Identifiers: LCCN 2022049149 (print) | LCCN 2022049150 (ebook) | ISBN 9781433560286 (hardback) | ISBN 9781433585982 (pdf) | ISBN 9781433586002 (epub)
Subjects: LCSH: Sin—Christianity. | Temptation. | Christian life—Puritan authors.
Classification: LCC BT715 .O932 2023 (print) | LCC BT715 (ebook) | DDC 241/.3–dc23/eng/20230626
LC record available at https://lccn.loc.gov/2022049149
LC ebook record available at https://lccn.loc.gov/2022049150
Crossway is a publishing ministry of Good News Publishers.
2024-05-22 10:07:12 AM
Volume 15
Contents
Works Preface
Editors’ Introduction
Overviews and Outlines
Of the Mortification of Sin in Believers
Of Temptation: The Nature and Power of It
The Nature, Power, Deceit, and Prevalency of Indwelling Sin
A Treatise of the Dominion of Sin and Grace
General Index
Scripture Index
Works Preface
John Owen (1616–1683) is one of the most significant, influential, and prolific theologians that England has ever produced. His work is of such a high caliber that it is no surprise to find it still in demand more than four centuries after his birth. As a son of the Church of England, a Puritan preacher, a statesman, a Reformed theologian and Bible commentator, and later a prominent Nonconformist and advocate of toleration, he is widely read and appreciated by Christians of different types all over the globe, not only for the profundity of his thinking but also for the depth of his spiritual insight.

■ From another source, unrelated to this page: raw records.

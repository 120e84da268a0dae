//! Bounded, expiring map from task ids to pending waits or finished replies.
//!
//! Capacity policy: inserting past `max_len` evicts the oldest entry by
//! insertion time (entries are re-stamped on completion, never on read).
//! Age policy: entries older than `max_age` are treated as absent on read.
//! Evicting a pending entry wakes its waiters so a `_get` caller is never
//! stranded; waiters additionally poll on a bounded interval.

use std::num::NonZeroUsize;
use std::sync::{Arc, Mutex};
use std::time::{Duration, Instant};

use lru::LruCache;
use tokio::sync::Notify;
use tracing::debug;

use super::{TaskId, TaskState};
use crate::message::Message;

/// Upper bound between wake-ups of a parked `_get` caller.
pub const WAKE_INTERVAL: Duration = Duration::from_secs(1);

struct PoolEntry {
    inserted_at: Instant,
    state: TaskState,
}

/// Outcome of a point lookup in the pool.
#[derive(Debug)]
pub enum Lookup {
    /// The task finished; the stored reply.
    Done(Message),
    /// The task is still running; park on the notifier and retry.
    Pending(Arc<Notify>),
    /// The task is unknown, expired, or was evicted.
    Absent,
}

/// Thread-safe result store shared by RPC handlers and reply workers.
#[derive(Clone)]
pub struct ResultPool {
    entries: Arc<Mutex<LruCache<TaskId, PoolEntry>>>,
    max_age: Duration,
}

impl ResultPool {
    /// Creates a pool holding at most `max_len` entries for at most `max_age`.
    pub fn new(max_len: usize, max_age: Duration) -> Self {
        let cap = NonZeroUsize::new(max_len).unwrap_or(NonZeroUsize::MIN);
        Self {
            entries: Arc::new(Mutex::new(LruCache::new(cap))),
            max_age,
        }
    }

    /// Registers a freshly scheduled task as pending.
    pub fn insert_pending(&self, task_id: TaskId) {
        self.push(task_id, TaskState::Pending(Arc::new(Notify::new())));
    }

    /// Stores the finished reply for a task and wakes its waiters.
    ///
    /// Re-inserts unconditionally: a task whose pending entry was already
    /// evicted still gets its result stored, with a fresh age stamp.
    pub fn complete(&self, task_id: TaskId, result: Message) {
        self.push(task_id, TaskState::Done(result));
    }

    fn push(&self, task_id: TaskId, state: TaskState) {
        let entry = PoolEntry {
            inserted_at: Instant::now(),
            state,
        };
        let (replaced, evicted) = {
            let mut entries = self.entries.lock().unwrap();
            let replaced = entries.pop(&task_id);
            let evicted = entries.push(task_id, entry);
            (replaced, evicted)
        };
        if let Some(PoolEntry {
            state: TaskState::Pending(notify),
            ..
        }) = replaced
        {
            notify.notify_waiters();
        }
        if let Some((evicted_id, entry)) = evicted {
            debug!("result pool full, evicting task [{evicted_id}]");
            if let TaskState::Pending(notify) = entry.state {
                notify.notify_waiters();
            }
        }
    }

    /// Looks up a task, applying the age policy.
    pub fn lookup(&self, task_id: TaskId) -> Lookup {
        let mut entries = self.entries.lock().unwrap();
        let expired = match entries.peek(&task_id) {
            None => return Lookup::Absent,
            Some(entry) => entry.inserted_at.elapsed() > self.max_age,
        };
        if expired {
            let removed = entries.pop(&task_id);
            drop(entries);
            debug!("task [{task_id}] expired");
            if let Some(PoolEntry {
                state: TaskState::Pending(notify),
                ..
            }) = removed
            {
                notify.notify_waiters();
            }
            return Lookup::Absent;
        }
        match entries.peek(&task_id).map(|entry| &entry.state) {
            Some(TaskState::Done(msg)) => Lookup::Done(msg.clone()),
            Some(TaskState::Pending(notify)) => Lookup::Pending(Arc::clone(notify)),
            None => Lookup::Absent,
        }
    }

    /// Blocks until the task finishes, expires, or is evicted.
    ///
    /// Returns `None` for unknown, expired, or evicted tasks.
    pub async fn wait(&self, task_id: TaskId) -> Option<Message> {
        loop {
            match self.lookup(task_id) {
                Lookup::Done(msg) => return Some(msg),
                Lookup::Absent => return None,
                Lookup::Pending(notify) => {
                    let _ = tokio::time::timeout(WAKE_INTERVAL, notify.notified()).await;
                }
            }
        }
    }

    /// Number of live entries, counting expired ones not yet collected.
    pub fn len(&self) -> usize {
        self.entries.lock().unwrap().len()
    }

    /// Whether the pool holds no entries.
    pub fn is_empty(&self) -> bool {
        self.len() == 0
    }
}

#[cfg(test)]
mod tests {
    use super::*;
    use crate::message::Msg;

    fn done(text: &str) -> Message {
        Message::Msg(Msg::new("agent", text))
    }

    #[tokio::test]
    async fn test_complete_wakes_waiter() {
        let pool = ResultPool::new(16, Duration::from_secs(60));
        pool.insert_pending(1);

        let waiter = {
            let pool = pool.clone();
            tokio::spawn(async move { pool.wait(1).await })
        };
        tokio::time::sleep(Duration::from_millis(20)).await;
        pool.complete(1, done("finished"));

        let result = waiter.await.unwrap();
        assert_eq!(result.unwrap().as_msg().unwrap().content, "finished");
    }

    #[tokio::test]
    async fn test_capacity_evicts_oldest() {
        let pool = ResultPool::new(2, Duration::from_secs(60));
        pool.complete(1, done("one"));
        pool.complete(2, done("two"));
        pool.complete(3, done("three"));

        assert!(matches!(pool.lookup(1), Lookup::Absent));
        assert!(matches!(pool.lookup(2), Lookup::Done(_)));
        assert!(matches!(pool.lookup(3), Lookup::Done(_)));
    }

    #[tokio::test]
    async fn test_evicting_pending_wakes_waiter() {
        let pool = ResultPool::new(1, Duration::from_secs(60));
        pool.insert_pending(1);

        let waiter = {
            let pool = pool.clone();
            tokio::spawn(async move { pool.wait(1).await })
        };
        tokio::time::sleep(Duration::from_millis(20)).await;
        // Pushes task 1 out of the single slot.
        pool.insert_pending(2);

        let result = tokio::time::timeout(Duration::from_millis(200), waiter)
            .await
            .expect("waiter should wake promptly after eviction")
            .unwrap();
        assert!(result.is_none());
    }

    #[tokio::test]
    async fn test_expired_entry_is_absent() {
        let pool = ResultPool::new(16, Duration::from_millis(30));
        pool.complete(1, done("short-lived"));
        tokio::time::sleep(Duration::from_millis(60)).await;
        assert!(matches!(pool.lookup(1), Lookup::Absent));
    }

    #[tokio::test]
    async fn test_completion_restamps_age() {
        let pool = ResultPool::new(16, Duration::from_millis(80));
        pool.insert_pending(1);
        tokio::time::sleep(Duration::from_millis(50)).await;
        pool.complete(1, done("late"));
        tokio::time::sleep(Duration::from_millis(50)).await;
        // 100ms after insert but only 50ms after completion.
        assert!(matches!(pool.lookup(1), Lookup::Done(_)));
    }

    #[tokio::test]
    async fn test_wait_on_unknown_task_returns_none() {
        let pool = ResultPool::new(16, Duration::from_secs(60));
        assert!(pool.wait(999).await.is_none());
    }
}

Owen was born in the year that William Shakespeare died, and in terms of his public influence, he was a rising star in the 1640s and at the height of his power in the 1650s. As chaplain to Oliver Cromwell, dean of Christ Church, and vice-chancellor of Oxford University, he wielded a substantial degree of power and influence within the short-lived English republic. Yet he eventually found himself on the losing side of the epic struggles of the seventeenth century and was ousted from his position of national preeminence. The Act of Uniformity in 1662 effectively barred him from any role in the established church, yet it was in the wilderness of those turbulent post-Restoration years that he wrote many of his most momentous contributions to the world of theological literature, despite being burdened by opposition, persecution, family tragedies, and illness.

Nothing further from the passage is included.